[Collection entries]
------------------------------
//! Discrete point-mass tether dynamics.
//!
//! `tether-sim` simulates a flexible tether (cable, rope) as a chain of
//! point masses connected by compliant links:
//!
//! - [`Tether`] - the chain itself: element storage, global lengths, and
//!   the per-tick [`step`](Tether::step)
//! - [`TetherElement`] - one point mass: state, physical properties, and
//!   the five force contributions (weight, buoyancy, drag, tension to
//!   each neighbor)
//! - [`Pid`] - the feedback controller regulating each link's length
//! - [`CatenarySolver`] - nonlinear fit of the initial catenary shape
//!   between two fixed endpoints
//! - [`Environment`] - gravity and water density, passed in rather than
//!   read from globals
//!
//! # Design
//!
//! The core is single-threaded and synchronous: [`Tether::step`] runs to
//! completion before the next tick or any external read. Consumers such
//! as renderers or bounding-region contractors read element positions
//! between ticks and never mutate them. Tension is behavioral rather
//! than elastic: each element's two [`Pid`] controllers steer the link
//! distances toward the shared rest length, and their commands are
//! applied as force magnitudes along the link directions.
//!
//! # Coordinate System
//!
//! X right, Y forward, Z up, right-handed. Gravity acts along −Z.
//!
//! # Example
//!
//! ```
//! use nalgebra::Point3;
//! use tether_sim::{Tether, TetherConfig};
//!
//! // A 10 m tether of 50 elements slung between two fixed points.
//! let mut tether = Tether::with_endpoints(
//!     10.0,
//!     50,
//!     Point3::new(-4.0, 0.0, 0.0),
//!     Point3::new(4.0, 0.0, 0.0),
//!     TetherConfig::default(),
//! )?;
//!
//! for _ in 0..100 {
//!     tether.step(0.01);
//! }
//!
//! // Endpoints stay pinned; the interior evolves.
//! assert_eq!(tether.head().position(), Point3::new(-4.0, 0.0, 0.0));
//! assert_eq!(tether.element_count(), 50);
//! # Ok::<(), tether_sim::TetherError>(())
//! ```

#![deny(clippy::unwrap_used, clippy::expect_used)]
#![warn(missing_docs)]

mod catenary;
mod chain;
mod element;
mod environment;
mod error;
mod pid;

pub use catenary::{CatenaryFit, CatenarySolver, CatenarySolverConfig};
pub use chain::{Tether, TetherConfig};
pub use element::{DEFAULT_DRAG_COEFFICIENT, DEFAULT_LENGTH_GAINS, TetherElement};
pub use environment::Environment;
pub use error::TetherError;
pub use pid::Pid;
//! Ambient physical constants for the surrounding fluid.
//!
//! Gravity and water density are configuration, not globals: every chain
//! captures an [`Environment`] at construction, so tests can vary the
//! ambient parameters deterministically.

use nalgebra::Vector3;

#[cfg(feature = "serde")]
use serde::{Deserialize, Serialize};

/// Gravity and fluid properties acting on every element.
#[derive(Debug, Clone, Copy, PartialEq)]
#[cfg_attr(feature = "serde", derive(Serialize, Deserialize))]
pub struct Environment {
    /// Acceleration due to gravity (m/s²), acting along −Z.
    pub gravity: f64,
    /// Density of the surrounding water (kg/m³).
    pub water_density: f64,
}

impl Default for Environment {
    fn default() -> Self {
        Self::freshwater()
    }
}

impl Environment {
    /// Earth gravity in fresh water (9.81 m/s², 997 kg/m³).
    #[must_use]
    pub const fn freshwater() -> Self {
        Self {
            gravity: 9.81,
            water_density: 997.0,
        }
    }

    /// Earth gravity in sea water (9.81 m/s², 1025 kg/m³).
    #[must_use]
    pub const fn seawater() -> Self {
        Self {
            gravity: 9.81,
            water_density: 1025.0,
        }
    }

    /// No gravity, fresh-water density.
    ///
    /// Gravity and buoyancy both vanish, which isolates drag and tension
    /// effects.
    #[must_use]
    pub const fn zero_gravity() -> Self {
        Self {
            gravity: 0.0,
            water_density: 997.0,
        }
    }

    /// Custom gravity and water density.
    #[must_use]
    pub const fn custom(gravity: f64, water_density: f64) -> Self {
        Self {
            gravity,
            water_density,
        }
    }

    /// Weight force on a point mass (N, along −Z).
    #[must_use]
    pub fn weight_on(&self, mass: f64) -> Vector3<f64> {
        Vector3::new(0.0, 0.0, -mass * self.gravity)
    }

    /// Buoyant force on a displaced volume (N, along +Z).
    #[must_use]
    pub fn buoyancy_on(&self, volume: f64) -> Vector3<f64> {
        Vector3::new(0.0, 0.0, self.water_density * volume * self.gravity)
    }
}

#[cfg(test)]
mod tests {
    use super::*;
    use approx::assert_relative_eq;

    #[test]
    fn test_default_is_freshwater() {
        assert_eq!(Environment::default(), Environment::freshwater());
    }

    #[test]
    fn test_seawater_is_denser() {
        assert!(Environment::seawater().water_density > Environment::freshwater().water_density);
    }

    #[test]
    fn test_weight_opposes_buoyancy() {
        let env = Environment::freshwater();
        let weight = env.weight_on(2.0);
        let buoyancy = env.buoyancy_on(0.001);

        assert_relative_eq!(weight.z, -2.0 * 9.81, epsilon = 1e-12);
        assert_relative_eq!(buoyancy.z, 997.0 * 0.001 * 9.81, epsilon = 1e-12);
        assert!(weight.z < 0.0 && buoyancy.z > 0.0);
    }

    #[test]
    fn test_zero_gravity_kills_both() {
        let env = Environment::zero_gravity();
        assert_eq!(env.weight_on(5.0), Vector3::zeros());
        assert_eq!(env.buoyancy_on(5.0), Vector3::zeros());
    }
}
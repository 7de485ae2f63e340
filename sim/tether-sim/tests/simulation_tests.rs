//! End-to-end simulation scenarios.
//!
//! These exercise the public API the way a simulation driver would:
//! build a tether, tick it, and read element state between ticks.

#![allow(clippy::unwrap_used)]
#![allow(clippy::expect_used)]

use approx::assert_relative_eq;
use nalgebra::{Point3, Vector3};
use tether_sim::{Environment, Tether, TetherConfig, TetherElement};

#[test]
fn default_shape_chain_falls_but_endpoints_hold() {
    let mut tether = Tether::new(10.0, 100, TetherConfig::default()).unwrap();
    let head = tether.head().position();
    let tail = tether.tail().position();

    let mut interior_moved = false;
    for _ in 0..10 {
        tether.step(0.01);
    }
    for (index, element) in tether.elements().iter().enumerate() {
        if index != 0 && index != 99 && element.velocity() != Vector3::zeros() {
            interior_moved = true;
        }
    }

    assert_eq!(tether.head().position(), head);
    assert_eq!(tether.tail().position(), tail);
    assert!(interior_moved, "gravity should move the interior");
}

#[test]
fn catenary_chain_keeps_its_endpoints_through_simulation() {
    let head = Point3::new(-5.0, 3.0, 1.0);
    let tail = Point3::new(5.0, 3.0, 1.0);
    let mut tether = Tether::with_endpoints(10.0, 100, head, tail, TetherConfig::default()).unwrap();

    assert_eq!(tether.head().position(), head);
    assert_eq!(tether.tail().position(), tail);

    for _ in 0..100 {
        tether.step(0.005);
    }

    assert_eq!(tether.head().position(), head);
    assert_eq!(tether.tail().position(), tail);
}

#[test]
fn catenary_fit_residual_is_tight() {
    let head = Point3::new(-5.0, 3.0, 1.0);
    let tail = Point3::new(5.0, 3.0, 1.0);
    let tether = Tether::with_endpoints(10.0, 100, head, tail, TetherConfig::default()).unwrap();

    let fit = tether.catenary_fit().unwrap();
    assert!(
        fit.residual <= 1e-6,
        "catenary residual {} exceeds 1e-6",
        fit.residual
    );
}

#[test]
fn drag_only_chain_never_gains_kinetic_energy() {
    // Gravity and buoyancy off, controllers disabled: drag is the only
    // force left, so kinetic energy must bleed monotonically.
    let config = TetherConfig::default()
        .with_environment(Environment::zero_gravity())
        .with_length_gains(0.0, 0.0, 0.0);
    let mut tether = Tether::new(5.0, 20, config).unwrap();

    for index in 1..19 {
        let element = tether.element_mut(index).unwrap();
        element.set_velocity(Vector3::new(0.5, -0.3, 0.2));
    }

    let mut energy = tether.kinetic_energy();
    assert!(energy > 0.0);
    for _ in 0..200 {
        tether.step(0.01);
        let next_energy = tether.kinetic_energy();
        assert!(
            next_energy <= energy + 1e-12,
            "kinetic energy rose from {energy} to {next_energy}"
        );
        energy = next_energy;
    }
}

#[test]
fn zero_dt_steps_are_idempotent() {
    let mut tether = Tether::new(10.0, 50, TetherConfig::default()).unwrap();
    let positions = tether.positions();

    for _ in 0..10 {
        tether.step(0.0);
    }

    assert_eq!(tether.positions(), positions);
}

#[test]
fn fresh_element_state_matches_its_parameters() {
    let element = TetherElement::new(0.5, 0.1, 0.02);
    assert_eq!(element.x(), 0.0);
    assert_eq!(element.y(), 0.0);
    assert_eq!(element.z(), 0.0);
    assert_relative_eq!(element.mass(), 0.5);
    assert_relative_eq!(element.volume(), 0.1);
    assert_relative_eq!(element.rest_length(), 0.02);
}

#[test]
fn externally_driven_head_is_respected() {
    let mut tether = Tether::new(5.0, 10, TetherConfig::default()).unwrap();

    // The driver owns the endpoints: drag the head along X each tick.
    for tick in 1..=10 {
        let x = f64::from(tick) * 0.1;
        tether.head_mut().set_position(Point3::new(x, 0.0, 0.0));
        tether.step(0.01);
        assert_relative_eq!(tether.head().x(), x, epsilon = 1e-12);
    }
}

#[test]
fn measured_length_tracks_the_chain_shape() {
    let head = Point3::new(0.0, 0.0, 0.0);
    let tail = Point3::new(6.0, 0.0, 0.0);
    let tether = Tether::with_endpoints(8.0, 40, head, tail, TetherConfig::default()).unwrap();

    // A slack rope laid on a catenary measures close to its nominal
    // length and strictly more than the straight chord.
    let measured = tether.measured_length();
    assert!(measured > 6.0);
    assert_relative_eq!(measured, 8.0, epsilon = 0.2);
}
------------------------------
__HOW TO COMPLETE THIS TASK__
When you reach the line containing "Tether::new(10.0, 50, TetherConfig::default()).unwrap();" in the data above, start copying exactly, and stop after the line containing "assert_relative_eq!(element.volume(), 0.1);".

__RESULT OF THIS EXERCISE__
    let mut tether = Tether::new(10.0, 50, TetherConfig::default()).unwrap();
    let positions = tether.positions();

    for _ in 0..10 {
        tether.step(0.0);
    }

    assert_eq!(tether.positions(), positions);
}

#[test]
fn fresh_element_state_matches_its_parameters() {
    let element = TetherElement::new(0.5, 0.1, 0.02);
    assert_eq!(element.x(), 0.0);
    assert_eq!(element.y(), 0.0);
    assert_eq!(element.z(), 0.0);
    assert_relative_eq!(element.mass(), 0.5);
    assert_relative_eq!(element.volume(), 0.1);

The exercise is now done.